Donovan did not speak in court during the sentencing, but the victim's father, David Scott, took issue with the resolution of the case, said District Attorney Daina Vitolins.
A second man, Justin Rennels, of Portland, later was charged with murder in the case, but pleaded guilty last fall to first-degree attempted assault. He was given three years probation and if he violates the conditions, he faces two years in prison.
Vitolins said the case was challenging because Bork was not truthful when first contacted by police, saying they had gotten into an argument that early morning at a Prineville 7-Eleven and "essentially were hunted down."
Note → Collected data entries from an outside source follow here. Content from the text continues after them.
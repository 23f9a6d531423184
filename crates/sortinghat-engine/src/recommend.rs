//! Affiliation recommendations.
//!
//! A [`Recommender`] proposes organizations for an individual; [`affiliate`]
//! turns those proposals into full-range enrollments. The built-in
//! [`DomainRecommender`] only looks at identity email domains.

use std::collections::{BTreeMap, HashSet};

use chrono::Utc;
use serde::{Deserialize, Serialize};

use sortinghat_core::{
  Ctx, Result,
  period::Period,
  store::{IndividualFilter, MAX_PAGE_SIZE, PageRequest, Store, UnitOfWork},
};

use crate::{enrollments, resolve, txn::run};

/// Pluggable source of affiliation proposals.
pub trait Recommender: Send + Sync + 'static {
  /// Organization names `mk` should be affiliated with, best first.
  fn recommend(&self, uow: &dyn UnitOfWork, mk: &str) -> Result<Vec<String>>;
}

/// Recommends the organizations owning the email domains of an individual's
/// identities.
///
/// A domain matches its own entry; failing that, the nearest parent domain
/// matches only when it is flagged as a top domain.
#[derive(Debug, Clone, Copy, Default)]
pub struct DomainRecommender;

impl DomainRecommender {
  fn lookup(uow: &dyn UnitOfWork, domain: &str) -> Result<Option<String>> {
    let mut candidate = domain;
    let mut exact = true;
    loop {
      if let Some(found) = uow.domain(candidate)? {
        if exact || found.is_top_domain {
          return Ok(Some(found.organization));
        }
      }
      match candidate.split_once('.') {
        Some((_, parent)) => {
          candidate = parent;
          exact = false;
        }
        None => return Ok(None),
      }
    }
  }
}

impl Recommender for DomainRecommender {
  fn recommend(&self, uow: &dyn UnitOfWork, mk: &str) -> Result<Vec<String>> {
    let mut orgs: Vec<String> = Vec::new();
    for identity in uow.identities_of(mk)? {
      let Some(email) = identity.email else { continue };
      let Some((_, domain)) = email.rsplit_once('@') else { continue };
      if let Some(org) = Self::lookup(uow, &domain.trim().to_lowercase())? {
        if !orgs.contains(&org) {
          orgs.push(org);
        }
      }
    }
    Ok(orgs)
  }
}

/// Outcome of [`affiliate`].
#[derive(Debug, Clone, Default, PartialEq, Eq, Serialize, Deserialize)]
pub struct AffiliationResult {
  /// Organizations each individual was newly enrolled in.
  pub affiliated: BTreeMap<String, Vec<String>>,
  /// Locked individuals left untouched.
  pub locked:     Vec<String>,
}

fn all_individuals(uow: &dyn UnitOfWork) -> Result<Vec<String>> {
  let filter = IndividualFilter::default();
  let mut mks = Vec::new();
  let mut page = PageRequest::new(Some(1), Some(MAX_PAGE_SIZE));
  loop {
    let (batch, total) = uow.search_individuals(&filter, page)?;
    let done = batch.is_empty() || mks.len() as u64 + batch.len() as u64 >= total;
    mks.extend(batch);
    if done {
      return Ok(mks);
    }
    page.page += 1;
  }
}

/// Enroll individuals in the organizations `recommender` proposes, over the
/// full period, skipping organizations they are already enrolled in. An
/// empty `uuids` affiliates every individual.
pub async fn affiliate<S, R>(ctx: &Ctx<S>, uuids: &[String], recommender: R) -> Result<AffiliationResult>
where
  S: Store,
  R: Recommender,
{
  let uuids = uuids.to_vec();
  run(ctx, "affiliate", move |txn| {
    let mks = if uuids.is_empty() {
      all_individuals(txn.uow)?
    } else {
      let mut mks = Vec::with_capacity(uuids.len());
      for uuid in &uuids {
        let mk = resolve::individual(txn.uow, uuid)?.mk;
        if !mks.contains(&mk) {
          mks.push(mk);
        }
      }
      mks
    };

    let mut result = AffiliationResult::default();
    for mk in mks {
      let individual = resolve::individual(txn.uow, &mk)?;
      if individual.is_locked {
        result.locked.push(mk);
        continue;
      }

      let enrolled: HashSet<i64> =
        txn.uow.enrollments(&mk, None)?.into_iter().map(|e| e.group).collect();
      let mut added = Vec::new();
      for name in recommender.recommend(txn.uow, &mk)? {
        let org = resolve::organization(txn.uow, &name)?;
        if enrolled.contains(&org.id) {
          continue;
        }
        enrollments::union_into(txn, &mk, &org, Period::full())?;
        added.push(org.name);
      }

      if !added.is_empty() {
        txn.uow.touch_individual(&mk, Utc::now())?;
        result.affiliated.insert(mk, added);
      }
    }
    Ok(result)
  })
  .await
}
Police later determined Scott had arranged a drug deal for methamphetamine. Vitolins said the buyers tried to use the purported meth "and figure out it's junk. That's why they decided to go after them."
"The main witnesses to the event told different stories and outright lied to us at the beginning," Vitolins said. "Justin Rennels actually was acquainted with Scott and Bork."
Vitolins said in court she knew Scott's family would be unhappy about the sentence, but that it was likely the manslaughter conviction and 10-year sentence would have been the jury's decision, if the murder charge had gone to trial.
"Everybody involved had a criminal record," she said. "One main witness we can't even find. Ms. Bork never responded to the victims' advocate or to me -- told a different story to everybody. The judge told Donovan in court we were here today 'because you needed to use methamphetamine at 3 a.m.’"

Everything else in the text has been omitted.